List, from the lines below, each one with "HashSet" in it.

(Stored data)
· · ·

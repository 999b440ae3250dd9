//! `result.csv` writer.

use std::path::Path;

use scout_core::ProbeResult;

use super::OutputError;

/// Header row
pub const HEADER: [&str; 3] = ["IP", "Latency", "Speed"];

/// Replace `path` with the given rows, latency and speed to two decimals.
pub fn write_results(path: &Path, rows: &[ProbeResult]) -> Result<(), OutputError> {
    let mut writer = csv::Writer::from_path(path)?;
    writer.write_record(HEADER)?;
    for row in rows {
        writer.write_record([
            row.address.to_string(),
            format!("{:.2}", row.latency_ms),
            format!("{:.2}", row.throughput_mbps),
        ])?;
    }
    writer.flush().map_err(|e| OutputError::io(path, e))
}
//! # Learning Loop
//!
//! Several consecutive runs against a fixed network where only a few /24
//! groups answer. After the cold-start launches the budget must move onto
//! those groups.

#[cfg(test)]
mod tests {
    use std::collections::HashSet;
    use std::net::{IpAddr, Ipv4Addr, SocketAddr};
    use std::sync::Arc;
    use std::time::Duration;

    use async_trait::async_trait;
    use rand::rngs::StdRng;
    use rand::SeedableRng;

    use scout_core::adapters::mocks::InMemoryModelStore;
    use scout_core::{
        expand_groups, BanditConfig, CandidateGenerator, ConnectProbe, GenerationMode, Ipv4Range,
        ProbeConfig, ProbeEngine, ProbeError, SharedModel, ThroughputProbe,
    };

    // =============================================================================
    // TEST FIXTURES
    // =============================================================================

    /// Groups 10.0.0.0/24 through 10.0.9.0/24 answer in 20 ms; nothing else does.
    struct FewGoodGroups;

    fn is_good(addr: IpAddr) -> bool {
        matches!(addr, IpAddr::V4(v4) if v4.octets()[2] < 10)
    }

    #[async_trait]
    impl ConnectProbe for FewGoodGroups {
        async fn connect(&self, target: SocketAddr, _timeout: Duration) -> Result<Duration, ProbeError> {
            if is_good(target.ip()) {
                Ok(Duration::from_millis(20))
            } else {
                Err(ProbeError::Timeout)
            }
        }
    }

    struct FlatThroughput(f64);

    #[async_trait]
    impl ThroughputProbe for FlatThroughput {
        async fn measure(&self, _address: IpAddr) -> Result<f64, ProbeError> {
            Ok(self.0)
        }
    }

    /// 10.0.0.0/17: 128 groups.
    fn ranges() -> Vec<Ipv4Range> {
        vec![Ipv4Range::new(Ipv4Addr::new(10, 0, 0, 0), 17).unwrap()]
    }

    fn engine() -> ProbeEngine {
        let config = ProbeConfig {
            threads: 64,
            speed_test_range: 5,
            ..Default::default()
        };
        ProbeEngine::new(config, Arc::new(FewGoodGroups), Arc::new(FlatThroughput(10.0)))
    }

    /// One launch: load, generate, probe, persist.
    async fn run_cycle(store: &Arc<InMemoryModelStore>, seed: u64) -> (GenerationMode, Vec<IpAddr>) {
        let model = SharedModel::load(store.clone(), BanditConfig::default());
        let mode = if model.is_cold_start() {
            GenerationMode::ColdStart
        } else {
            GenerationMode::Warm
        };
        let mut rng = StdRng::seed_from_u64(seed);
        let candidates = model.with_model(|m| {
            CandidateGenerator::default().generate(&ranges(), &[], 1000, m, &mut rng)
        });
        engine().run(candidates.clone(), &model).await.unwrap();
        (mode, candidates)
    }

    fn good_share(candidates: &[IpAddr]) -> f64 {
        let good = candidates.iter().filter(|a| is_good(**a)).count();
        good as f64 / candidates.len() as f64
    }

    // =============================================================================
    // TESTS
    // =============================================================================

    #[tokio::test]
    async fn test_budget_moves_to_answering_groups() {
        let store = Arc::new(InMemoryModelStore::new());

        let mut cold_shares = Vec::new();
        for seed in 1..=3 {
            let (mode, candidates) = run_cycle(&store, seed).await;
            assert_eq!(mode, GenerationMode::ColdStart);
            assert_eq!(candidates.len(), 1000);
            cold_shares.push(good_share(&candidates));
        }

        let (mode, warm) = run_cycle(&store, 4).await;
        assert_eq!(mode, GenerationMode::Warm);

        for share in cold_shares {
            assert!(share < 0.12, "cold share {share}");
        }
        assert!(good_share(&warm) > 0.25, "warm share {}", good_share(&warm));
        assert_eq!(store.save_count(), 4);
    }

    #[tokio::test]
    async fn test_answering_groups_rank_first() {
        let store = Arc::new(InMemoryModelStore::new());
        for seed in 1..=3 {
            run_cycle(&store, seed).await;
        }

        let model = SharedModel::load(store.clone(), BanditConfig::default());
        let groups = expand_groups(&ranges());
        let mut rng = StdRng::seed_from_u64(99);
        let plan = model.with_model(|m| CandidateGenerator::default().allocate(&groups, m, &mut rng));

        let top: HashSet<u8> = plan.allocations[..10]
            .iter()
            .map(|a| a.group.base().octets()[2])
            .collect();
        assert_eq!(top, (0..10).collect::<HashSet<u8>>());
    }

    #[tokio::test]
    async fn test_launch_count_survives_every_cycle() {
        let store = Arc::new(InMemoryModelStore::new());
        for seed in 1..=5 {
            run_cycle(&store, seed).await;
        }
        assert_eq!(store.stored().unwrap().launch_count, 5);
    }
}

· · ·

Written response:
    use std::collections::HashSet;
        let top: HashSet<u8> = plan.allocations[..10]
        assert_eq!(top, (0..10).collect::<HashSet<u8>>());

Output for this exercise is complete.